- Opening Delimiter -

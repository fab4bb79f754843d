//! On-chain account deserialization.
//!
//! Parses raw account bytes for the v4 AMM state (752 bytes), the v3
//! order-book market (388 bytes), the market's open-orders account
//! (3228 bytes) and packed SPL token / mint accounts. All integers are
//! little-endian; every address is a 32-byte public key.

use solana_sdk::{program_pack::Pack, pubkey::Pubkey};
use spl_token::state::Account as TokenAccount;

use crate::error::DecodeError;

type Result<T> = std::result::Result<T, DecodeError>;

// ─── AMM v4 ───────────────────────────────────────────────────────────────────

/// Size of a v4 AMM state account.
pub const AMM_STATE_LEN: usize = 752;

/// Deserialized v4 AMM state.
///
/// Layout:
/// ```text
/// 32 × u64 parameters             0..256   (status, nonce, …, orderbook_to_init_time)
/// swap accounting (u128/u64)    256..336
/// base_vault quote_vault base_mint quote_mint lp_mint open_orders
/// market_id market_program_id target_orders withdraw_queue lp_vault owner
///                               336..720
/// lp_reserve(8)  padding(24)    720..752
/// ```
#[derive(Debug, Clone, PartialEq, Eq)]
pub struct AmmState {
    pub status:                  u64,
    pub nonce:                   u64,
    /// Raw on-chain value; see [`AmmState::decimals`].
    pub base_decimal:            u64,
    pub quote_decimal:           u64,
    pub state:                   u64,
    pub trade_fee_numerator:     u64,
    pub trade_fee_denominator:   u64,
    pub swap_fee_numerator:      u64,
    pub swap_fee_denominator:    u64,
    pub base_need_take_pnl:      u64,
    pub quote_need_take_pnl:     u64,
    pub pool_open_time:          u64,
    pub base_vault:              Pubkey,
    pub quote_vault:             Pubkey,
    pub base_mint:               Pubkey,
    pub quote_mint:              Pubkey,
    pub lp_mint:                 Pubkey,
    pub open_orders:             Pubkey,
    pub market_id:               Pubkey,
    pub market_program_id:       Pubkey,
    pub target_orders:           Pubkey,
    pub withdraw_queue:          Pubkey,
    pub lp_vault:                Pubkey,
    pub owner:                   Pubkey,
    pub lp_reserve:              u64,
}

impl AmmState {
    /// `(base, quote)` decimal precision, checked to fit a byte.
    pub fn decimals(&self) -> Result<(u8, u8)> {
        Ok((
            narrow_decimals("base_decimal", self.base_decimal)?,
            narrow_decimals("quote_decimal", self.quote_decimal)?,
        ))
    }
}

fn narrow_decimals(field: &'static str, value: u64) -> Result<u8> {
    u8::try_from(value).map_err(|_| DecodeError::FieldOutOfRange { layout: "AMM v4", field, value })
}

/// Deserialize a v4 AMM state account from raw bytes.
///
/// Total for any buffer of at least [`AMM_STATE_LEN`] bytes.
pub fn parse_amm(data: &[u8]) -> Result<AmmState> {
    ensure_len("AMM v4", data, AMM_STATE_LEN)?;
    Ok(AmmState {
        status:                read_u64(data, 0),
        nonce:                 read_u64(data, 8),
        base_decimal:          read_u64(data, 32),
        quote_decimal:         read_u64(data, 40),
        state:                 read_u64(data, 48),
        trade_fee_numerator:   read_u64(data, 144),
        trade_fee_denominator: read_u64(data, 152),
        swap_fee_numerator:    read_u64(data, 176),
        swap_fee_denominator:  read_u64(data, 184),
        base_need_take_pnl:    read_u64(data, 192),
        quote_need_take_pnl:   read_u64(data, 200),
        pool_open_time:        read_u64(data, 224),
        base_vault:            read_pubkey(data, 336),
        quote_vault:           read_pubkey(data, 368),
        base_mint:             read_pubkey(data, 400),
        quote_mint:            read_pubkey(data, 432),
        lp_mint:               read_pubkey(data, 464),
        open_orders:           read_pubkey(data, 496),
        market_id:             read_pubkey(data, 528),
        market_program_id:     read_pubkey(data, 560),
        target_orders:         read_pubkey(data, 592),
        withdraw_queue:        read_pubkey(data, 624),
        lp_vault:              read_pubkey(data, 656),
        owner:                 read_pubkey(data, 688),
        lp_reserve:            read_u64(data, 720),
    })
}

// ─── Market v3 ────────────────────────────────────────────────────────────────

/// Size of a v3 order-book market account.
pub const MARKET_STATE_LEN: usize = 388;

/// Deserialized v3 order-book market state.
///
/// Layout:
/// ```text
/// padding(5)  account_flags(8)  own_address(32)  vault_signer_nonce(8)
/// base_mint(32)  quote_mint(32)  base_vault(32)  base_deposits_total(8)
/// base_fees_accrued(8)  quote_vault(32)  quote_deposits_total(8)
/// quote_fees_accrued(8)  quote_dust_threshold(8)  request_queue(32)
/// event_queue(32)  bids(32)  asks(32)  base_lot_size(8)  quote_lot_size(8)
/// fee_rate_bps(8)  referrer_rebates_accrued(8)  padding(7)  = 388 bytes
/// ```
#[derive(Debug, Clone, PartialEq, Eq)]
pub struct MarketState {
    pub own_address:        Pubkey,
    pub vault_signer_nonce: u64,
    pub base_mint:          Pubkey,
    pub quote_mint:         Pubkey,
    pub base_vault:         Pubkey,
    pub quote_vault:        Pubkey,
    pub request_queue:      Pubkey,
    pub event_queue:        Pubkey,
    pub bids:               Pubkey,
    pub asks:               Pubkey,
    pub base_lot_size:      u64,
    pub quote_lot_size:     u64,
}

/// Deserialize a v3 market account from raw bytes.
pub fn parse_market(data: &[u8]) -> Result<MarketState> {
    ensure_len("market v3", data, MARKET_STATE_LEN)?;
    Ok(MarketState {
        own_address:        read_pubkey(data, 13),
        vault_signer_nonce: read_u64(data, 45),
        base_mint:          read_pubkey(data, 53),
        quote_mint:         read_pubkey(data, 85),
        base_vault:         read_pubkey(data, 117),
        quote_vault:        read_pubkey(data, 165),
        request_queue:      read_pubkey(data, 221),
        event_queue:        read_pubkey(data, 253),
        bids:               read_pubkey(data, 285),
        asks:               read_pubkey(data, 317),
        base_lot_size:      read_u64(data, 349),
        quote_lot_size:     read_u64(data, 357),
    })
}

// ─── Open orders ──────────────────────────────────────────────────────────────

/// Size of a market open-orders account.
pub const OPEN_ORDERS_LEN: usize = 3228;

/// Balances the AMM keeps parked on the order book.
///
/// Layout: `padding(5) account_flags(8) market(32) owner(32)
/// base_free(8) base_total(8) quote_free(8) quote_total(8) …`
#[derive(Debug, Clone, Copy, PartialEq, Eq)]
pub struct OpenOrdersState {
    pub base_token_free:   u64,
    pub base_token_total:  u64,
    pub quote_token_free:  u64,
    pub quote_token_total: u64,
}

pub fn parse_open_orders(data: &[u8]) -> Result<OpenOrdersState> {
    ensure_len("open orders", data, OPEN_ORDERS_LEN)?;
    Ok(OpenOrdersState {
        base_token_free:   read_u64(data, 77),
        base_token_total:  read_u64(data, 85),
        quote_token_free:  read_u64(data, 93),
        quote_token_total: read_u64(data, 101),
    })
}

// ─── SPL token ────────────────────────────────────────────────────────────────

/// Read the `amount` field from a packed SPL token account.
///
/// Token account layout: `mint(32) owner(32) amount(8) …`
pub fn parse_token_amount(data: &[u8]) -> Result<u64> {
    ensure_len("token account", data, 72)?;
    Ok(read_u64(data, 64))
}

/// Read the `supply` field from a packed SPL mint.
///
/// Mint layout: `mint_authority(36) supply(8) decimals(1) …`
pub fn parse_mint_supply(data: &[u8]) -> Result<u64> {
    ensure_len("mint", data, 45)?;
    Ok(read_u64(data, 36))
}

/// Fully unpack an initialized SPL token account.
pub fn parse_token_account(data: &[u8]) -> Result<TokenAccount> {
    TokenAccount::unpack(data).map_err(|e| DecodeError::TokenAccount(e.to_string()))
}

// ─── Byte-slice primitives ────────────────────────────────────────────────────

fn ensure_len(layout: &'static str, data: &[u8], expected: usize) -> Result<()> {
    if data.len() < expected {
        return Err(DecodeError::TooShort { layout, expected, actual: data.len() });
    }
    Ok(())
}

// Callers have already checked the buffer length against the layout size.

pub(crate) fn read_pubkey(data: &[u8], offset: usize) -> Pubkey {
    let mut b = [0u8; 32];
    b.copy_from_slice(&data[offset..offset + 32]);
    Pubkey::from(b)
}

pub(crate) fn read_u64(data: &[u8], offset: usize) -> u64 {
    let mut b = [0u8; 8];
    b.copy_from_slice(&data[offset..offset + 8]);
    u64::from_le_bytes(b)
}


#[cfg(test)]
mod tests {
    use super::*;

    fn put_u64(buf: &mut [u8], offset: usize, v: u64) {
        buf[offset..offset + 8].copy_from_slice(&v.to_le_bytes());
    }

    fn put_key(buf: &mut [u8], offset: usize, k: &Pubkey) {
        buf[offset..offset + 32].copy_from_slice(k.as_ref());
    }

    #[test]
    fn amm_fields_land_at_their_offsets() {
        let mut buf = vec![0u8; AMM_STATE_LEN];
        let base_mint = Pubkey::new_unique();
        let market = Pubkey::new_unique();
        let owner = Pubkey::new_unique();
        put_u64(&mut buf, 0, 6);
        put_u64(&mut buf, 8, 254);
        put_u64(&mut buf, 32, 9);
        put_u64(&mut buf, 40, 6);
        put_u64(&mut buf, 176, 25);
        put_u64(&mut buf, 184, 10_000);
        put_u64(&mut buf, 200, 77);
        put_key(&mut buf, 400, &base_mint);
        put_key(&mut buf, 528, &market);
        put_key(&mut buf, 688, &owner);
        put_u64(&mut buf, 720, 1_234);

        let amm = parse_amm(&buf).unwrap();
        assert_eq!(amm.status, 6);
        assert_eq!(amm.nonce, 254);
        assert_eq!(amm.base_decimal, 9);
        assert_eq!(amm.quote_decimal, 6);
        assert_eq!((amm.swap_fee_numerator, amm.swap_fee_denominator), (25, 10_000));
        assert_eq!(amm.quote_need_take_pnl, 77);
        assert_eq!(amm.base_mint, base_mint);
        assert_eq!(amm.market_id, market);
        assert_eq!(amm.owner, owner);
        assert_eq!(amm.lp_reserve, 1_234);
    }

    #[test]
    fn truncated_amm_is_rejected() {
        let buf = vec![0u8; AMM_STATE_LEN - 4];
        assert_eq!(
            parse_amm(&buf),
            Err(DecodeError::TooShort { layout: "AMM v4", expected: AMM_STATE_LEN, actual: 748 })
        );
        assert!(parse_amm(&[]).is_err());
    }

    #[test]
    fn amm_decode_is_deterministic() {
        let buf: Vec<u8> = (0..AMM_STATE_LEN).map(|i| (i % 7) as u8).collect();
        assert_eq!(parse_amm(&buf).unwrap(), parse_amm(&buf).unwrap());
    }

    #[test]
    fn oversized_decimals_decode_but_fail_narrowing() {
        let mut buf = vec![0u8; AMM_STATE_LEN];
        put_u64(&mut buf, 32, 300);
        put_u64(&mut buf, 40, 6);
        let amm = parse_amm(&buf).unwrap();
        assert_eq!(amm.base_decimal, 300);
        assert!(matches!(
            amm.decimals(),
            Err(DecodeError::FieldOutOfRange { field: "base_decimal", value: 300, .. })
        ));

        put_u64(&mut buf, 32, 9);
        assert_eq!(parse_amm(&buf).unwrap().decimals(), Ok((9, 6)));
    }

    #[test]
    fn market_fields_land_at_their_offsets() {
        let mut buf = vec![0u8; MARKET_STATE_LEN];
        let quote_vault = Pubkey::new_unique();
        let event_queue = Pubkey::new_unique();
        let asks = Pubkey::new_unique();
        put_u64(&mut buf, 45, 3);
        put_key(&mut buf, 165, &quote_vault);
        put_key(&mut buf, 253, &event_queue);
        put_key(&mut buf, 317, &asks);
        put_u64(&mut buf, 357, 10);

        let market = parse_market(&buf).unwrap();
        assert_eq!(market.vault_signer_nonce, 3);
        assert_eq!(market.quote_vault, quote_vault);
        assert_eq!(market.event_queue, event_queue);
        assert_eq!(market.asks, asks);
        assert_eq!(market.quote_lot_size, 10);
        assert!(parse_market(&buf[..MARKET_STATE_LEN - 1]).is_err());
    }

    #[test]
    fn open_orders_totals() {
        let mut buf = vec![0u8; OPEN_ORDERS_LEN];
        put_u64(&mut buf, 85, 500);
        put_u64(&mut buf, 101, 900);
        let oo = parse_open_orders(&buf).unwrap();
        assert_eq!((oo.base_token_total, oo.quote_token_total), (500, 900));
    }

    #[test]
    fn token_amount_and_mint_supply() {
        let mut token = vec![0u8; 165];
        put_u64(&mut token, 64, 42);
        assert_eq!(parse_token_amount(&token).unwrap(), 42);
        assert!(parse_token_amount(&token[..71]).is_err());

        let mut mint = vec![0u8; 82];
        put_u64(&mut mint, 36, 1_000_000);
        assert_eq!(parse_mint_supply(&mint).unwrap(), 1_000_000);
    }
}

- Closing Delimiter -

◆ **ASSIGNMENT**
When a line in the material above includes "padding", report that line by copying it.

◆ **RESPONSE**
/// lp_reserve(8)  padding(24)    720..752
/// padding(5)  account_flags(8)  own_address(32)  vault_signer_nonce(8)
/// fee_rate_bps(8)  referrer_rebates_accrued(8)  padding(7)  = 388 bytes
/// Layout: `padding(5) account_flags(8) market(32) owner(32)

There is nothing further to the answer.